COP28: Climate Issues Share Center Stage With Oil and Gas

There are material short- and long-term implications for hydrocarbon markets following the COP28 meeting in Dubai, including tailwinds to oil.

We return from the 28th United Nations Climate Change Conference (COP28) with a mixture of optimism and concern, quite natural when trying to mobilize an entire planet to a common cause despite competing interests. While a lot of work lies ahead to realize many of the goals, the commitment to increasing renewables, nuclear generation and efficiency targets, as well as reducing methane from the oil and gas supply chain, could be material in terms of both short- and long-term implications for the hydrocarbon markets1.

The juxtaposition of the COP28 conference (dedicated to reducing greenhouse gas emissions, and hosted in Dubai by one of the largest oil-producing nations in the world) beginning on the same day as the Organization of Petroleum Exporting Countries (OPEC) concluded its delayed semi-annual meeting was one part ironic and one part fitting.

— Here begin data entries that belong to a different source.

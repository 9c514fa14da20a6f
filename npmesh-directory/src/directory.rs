//! Registry discovery.
//!
//! A [`RegistryDirectory`] is constructed once and shared by `Arc`. Each call
//! to [`RegistryDirectory::iter`] starts a new lazy walk over the candidate
//! registries: either the fresh on-disk peer list, or a crawl that starts from
//! the bootstrap (or explicit) list and follows every yielded registry's peers.

use std::collections::{HashSet, VecDeque};

use reqwest::header::ACCEPT;
use tracing::{debug, instrument, warn};

use npmesh_core::error::{NpmeshError, Result};
use npmesh_core::types::RegistryDescriptor;

use crate::cache::{load_peer_cache, save_peer_cache, DescriptorCache};
use crate::config::DirectoryConfig;

/// How a walk chooses its starting point.
#[derive(Clone, Debug, PartialEq, Eq)]
pub enum DirectoryMode {
    /// Fresh disk cache if available, otherwise crawl from the bootstrap list
    Default,
    /// Ignore the disk cache and crawl from the bootstrap list
    ForceReload,
    /// Crawl from the given registries
    Explicit(Vec<String>),
}

/// Discovers and caches registries.
pub struct RegistryDirectory {
    config: DirectoryConfig,
    http: reqwest::Client,
    descriptors: DescriptorCache,
}

impl RegistryDirectory {
    /// Creates a directory with default configuration.
    pub fn new() -> Self {
        Self::with_config(DirectoryConfig::default())
    }

    /// Creates a directory with the given configuration.
    pub fn with_config(config: DirectoryConfig) -> Self {
        let http = reqwest::Client::builder()
            .connect_timeout(config.connect_timeout)
            .timeout(config.timeout)
            .build()
            .unwrap_or_else(|e| {
                warn!(error = %e, "Falling back to default HTTP client");
                reqwest::Client::new()
            });

        Self {
            descriptors: DescriptorCache::new(config.descriptor_refresh),
            config,
            http,
        }
    }

    /// Creates a directory configured from the environment.
    pub fn from_env() -> Self {
        Self::with_config(DirectoryConfig::from_env())
    }

    /// Returns the configuration.
    pub fn config(&self) -> &DirectoryConfig {
        &self.config
    }

    /// The shared HTTP client.
    pub fn http_client(&self) -> &reqwest::Client {
        &self.http
    }

    /// The mode implied by the configuration: explicit if a list is set.
    pub fn default_mode(&self) -> DirectoryMode {
        match &self.config.registries {
            Some(list) => DirectoryMode::Explicit(list.clone()),
            None => DirectoryMode::Default,
        }
    }

    /// Returns the descriptor of `url`, from cache or network.
    pub async fn descriptor(&self, url: &str) -> Result<RegistryDescriptor> {
        if let Some(descriptor) = self.descriptors.get(url) {
            return Ok(descriptor);
        }
        self.refresh_descriptor(url).await
    }

    /// Fetches the descriptor of `url` from the network and caches it.
    #[instrument(skip(self))]
    pub async fn refresh_descriptor(&self, url: &str) -> Result<RegistryDescriptor> {
        let response = self
            .http
            .get(url)
            .header(ACCEPT, "application/json")
            .send()
            .await?;

        let status = response.status();
        if !status.is_success() {
            return Err(NpmeshError::HttpStatus {
                status: status.as_u16(),
                url: url.to_string(),
            });
        }

        let body = response.bytes().await?;
        let descriptor: RegistryDescriptor =
            serde_json::from_slice(&body).map_err(|e| NpmeshError::InvalidDescriptor {
                url: url.to_string(),
                reason: e.to_string(),
            })?;
        descriptor.validate_for(url, &self.config.min_protocol_version)?;

        debug!(registry = url, version = ?descriptor.protocol_version, "Loaded descriptor");
        self.descriptors.insert(url, descriptor.clone());
        Ok(descriptor)
    }

    /// Loads the peer list of a registry (`GET <url>peers`, one URL per line).
    #[instrument(skip(self))]
    pub async fn peer_list(&self, url: &str) -> Result<Vec<String>> {
        let peers_url = RegistryDescriptor::new(url).peers_url();
        let response = self.http.get(&peers_url).send().await?;

        let status = response.status();
        if !status.is_success() {
            return Err(NpmeshError::HttpStatus {
                status: status.as_u16(),
                url: peers_url,
            });
        }

        let text = response.text().await?;
        Ok(text
            .lines()
            .map(str::trim)
            .filter(|line| !line.is_empty())
            .map(str::to_string)
            .collect())
    }

    /// Starts a walk over the candidate registries.
    pub async fn iter(&self, mode: DirectoryMode) -> RegistryIter<'_> {
        let mut iter = RegistryIter {
            directory: self,
            cached: None,
            to_contact: VecDeque::new(),
            to_get_peers: VecDeque::new(),
            contacted: HashSet::new(),
            peers_got: HashSet::new(),
            found: Vec::new(),
            finished: false,
        };

        match mode {
            DirectoryMode::Default => {
                if let Some(path) = &self.config.cache_file {
                    iter.cached = load_peer_cache(path, self.config.cache_max_age)
                        .await
                        .map(VecDeque::from);
                }
                if iter.cached.is_none() {
                    iter.to_contact.extend(self.config.bootstrap.iter().cloned());
                }
            }
            DirectoryMode::ForceReload => {
                iter.to_contact.extend(self.config.bootstrap.iter().cloned());
            }
            DirectoryMode::Explicit(list) => iter.to_contact.extend(list),
        }

        iter
    }

    /// Walks all candidates and returns them in discovery order.
    pub async fn collect(&self, mode: DirectoryMode) -> Vec<RegistryDescriptor> {
        let mut iter = self.iter(mode).await;
        let mut all = Vec::new();
        while let Some(descriptor) = iter.next_registry().await {
            all.push(descriptor);
        }
        all
    }

    /// Clears the in-process descriptor cache.
    pub fn clear_descriptor_cache(&self) {
        self.descriptors.clear();
    }
}

impl Default for RegistryDirectory {
    fn default() -> Self {
        Self::new()
    }
}

/// A lazy, finite walk over registries.
pub struct RegistryIter<'a> {
    directory: &'a RegistryDirectory,
    cached: Option<VecDeque<RegistryDescriptor>>,
    to_contact: VecDeque<String>,
    to_get_peers: VecDeque<String>,
    contacted: HashSet<String>,
    peers_got: HashSet<String>,
    found: Vec<RegistryDescriptor>,
    finished: bool,
}

impl RegistryIter<'_> {
    /// Returns true if this walk is served from the disk cache.
    pub fn is_cached(&self) -> bool {
        self.cached.is_some()
    }

    /// Yields the next valid registry, or `None` once the walk is exhausted.
    ///
    /// Registries whose descriptor cannot be loaded are skipped silently.
    pub async fn next_registry(&mut self) -> Option<RegistryDescriptor> {
        if let Some(cached) = &mut self.cached {
            return cached.pop_front();
        }

        loop {
            if let Some(url) = self.to_contact.pop_front() {
                if !self.contacted.insert(url.clone()) || self.directory.config.is_blocked(&url) {
                    continue;
                }
                match self.directory.descriptor(&url).await {
                    Ok(descriptor) => {
                        self.to_get_peers.push_back(url);
                        self.found.push(descriptor.clone());
                        return Some(descriptor);
                    }
                    Err(e) => {
                        debug!(registry = %url, error = %e, "Skipping registry");
                        continue;
                    }
                }
            }

            let Some(url) = self.to_get_peers.pop_front() else {
                break;
            };
            if !self.peers_got.insert(url.clone()) {
                continue;
            }
            match self.directory.peer_list(&url).await {
                Ok(peers) => {
                    for peer in peers {
                        if self.directory.config.is_blocked(&peer) {
                            continue;
                        }
                        if !self.contacted.contains(&peer) {
                            self.to_contact.push_back(peer);
                        }
                    }
                }
                Err(e) => debug!(registry = %url, error = %e, "Could not load peers"),
            }
        }

        self.finish().await;
        None
    }

    async fn finish(&mut self) {
        if self.finished {
            return;
        }
        self.finished = true;
        if let Some(path) = &self.directory.config.cache_file {
            if let Err(e) = save_peer_cache(path, &self.found).await {
                warn!(path = ?path, error = %e, "Failed to save peer cache");
            }
        }
    }
}
//! Conversion between parsed RDF terms and the textual [`Quad`] form.

use sophia_api::quad::Quad as RdfQuad;
use sophia_api::source::QuadSource;
use sophia_api::term::{Term, TermKind};

use crate::error::{NpmeshError, Result};
use crate::types::Quad;

const XSD_STRING: &str = "http://www.w3.org/2001/XMLSchema#string";

pub(crate) fn as_text(body: &[u8]) -> Result<&str> {
    std::str::from_utf8(body).map_err(|e| NpmeshError::MalformedNanopub(format!("not UTF-8: {}", e)))
}

/// Drains a parsed quad source into textual quads.
pub(crate) fn collect_quads<S>(mut source: S) -> Result<Vec<Quad>>
where
    S: QuadSource,
{
    let mut quads = Vec::new();
    let mut failure = None;
    source
        .for_each_quad(|q| {
            if failure.is_some() {
                return;
            }
            match quad_text(q) {
                Ok(quad) => quads.push(quad),
                Err(e) => failure = Some(e),
            }
        })
        .map_err(|e| NpmeshError::MalformedNanopub(e.to_string()))?;
    match failure {
        Some(e) => Err(e),
        None => Ok(quads),
    }
}

fn quad_text<Q: RdfQuad>(q: Q) -> Result<Quad> {
    let graph = match q.g() {
        Some(g) => term_text(g)?,
        None => String::new(),
    };
    Ok(Quad::new(term_text(q.s())?, term_text(q.p())?, term_text(q.o())?, graph))
}

fn term_text<T: Term>(term: T) -> Result<String> {
    match term.kind() {
        TermKind::Iri => term
            .iri()
            .map(|iri| iri.as_str().to_string())
            .ok_or_else(|| NpmeshError::MalformedNanopub("IRI term without IRI".into())),
        TermKind::BlankNode => term
            .bnode_id()
            .map(|id| format!("_:{}", id.as_str()))
            .ok_or_else(|| NpmeshError::MalformedNanopub("blank node without id".into())),
        TermKind::Literal => {
            let lexical = term.lexical_form().map(|l| l.to_string()).unwrap_or_default();
            let mut out = String::with_capacity(lexical.len() + 2);
            out.push('"');
            escape_into(&mut out, &lexical);
            out.push('"');
            if let Some(tag) = term.language_tag() {
                out.push('@');
                out.push_str(tag.as_str());
            } else if let Some(dt) = term.datatype() {
                if dt.as_str() != XSD_STRING {
                    out.push_str("^^<");
                    out.push_str(dt.as_str());
                    out.push('>');
                }
            }
            Ok(out)
        }
        other => Err(NpmeshError::MalformedNanopub(format!(
            "unsupported term kind {:?}",
            other
        ))),
    }
}

fn escape_into(out: &mut String, lexical: &str) {
    for c in lexical.chars() {
        match c {
            '"' => out.push_str("\\\""),
            '\\' => out.push_str("\\\\"),
            '\n' => out.push_str("\\n"),
            '\r' => out.push_str("\\r"),
            _ => out.push(c),
        }
    }
}

fn write_term(out: &mut String, term: &str) {
    if term.starts_with('"') || term.starts_with("_:") {
        out.push_str(term);
    } else {
        out.push('<');
        out.push_str(term);
        out.push('>');
    }
}

/// Writes quads as N-Quads; statements in the default graph get no graph term.
pub(crate) fn write_nquads(quads: &[Quad]) -> String {
    let mut out = String::new();
    for quad in quads {
        write_term(&mut out, &quad.subject);
        out.push(' ');
        write_term(&mut out, &quad.predicate);
        out.push(' ');
        write_term(&mut out, &quad.object);
        if !quad.graph.is_empty() {
            out.push(' ');
            write_term(&mut out, &quad.graph);
        }
        out.push_str(" .\n");
    }
    out
}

Ironic in the sense that attempts to limit global warming will require a reduction of carbon and methane emissions from producing, transporting, processing and consuming oil, given they are the largest source of global warming gases2. At the same time OPEC+ nations as a whole are incredibly dependent on petroleum revenues and have resisted calls for phase out or even, in some cases, “phase down” of hydrocarbons.

While the debate continues regarding the future of hydrocarbons in the context of the energy transition, the oil industry can play a vital role in reducing greenhouse gases stemming from operational emissions throughout their value chains now. Many oil and gas companies and energy-sector investors have both the technical capacity and balance sheet strength to immediately deploy the new technologies to improve the prospects of limiting global warming in the near-term.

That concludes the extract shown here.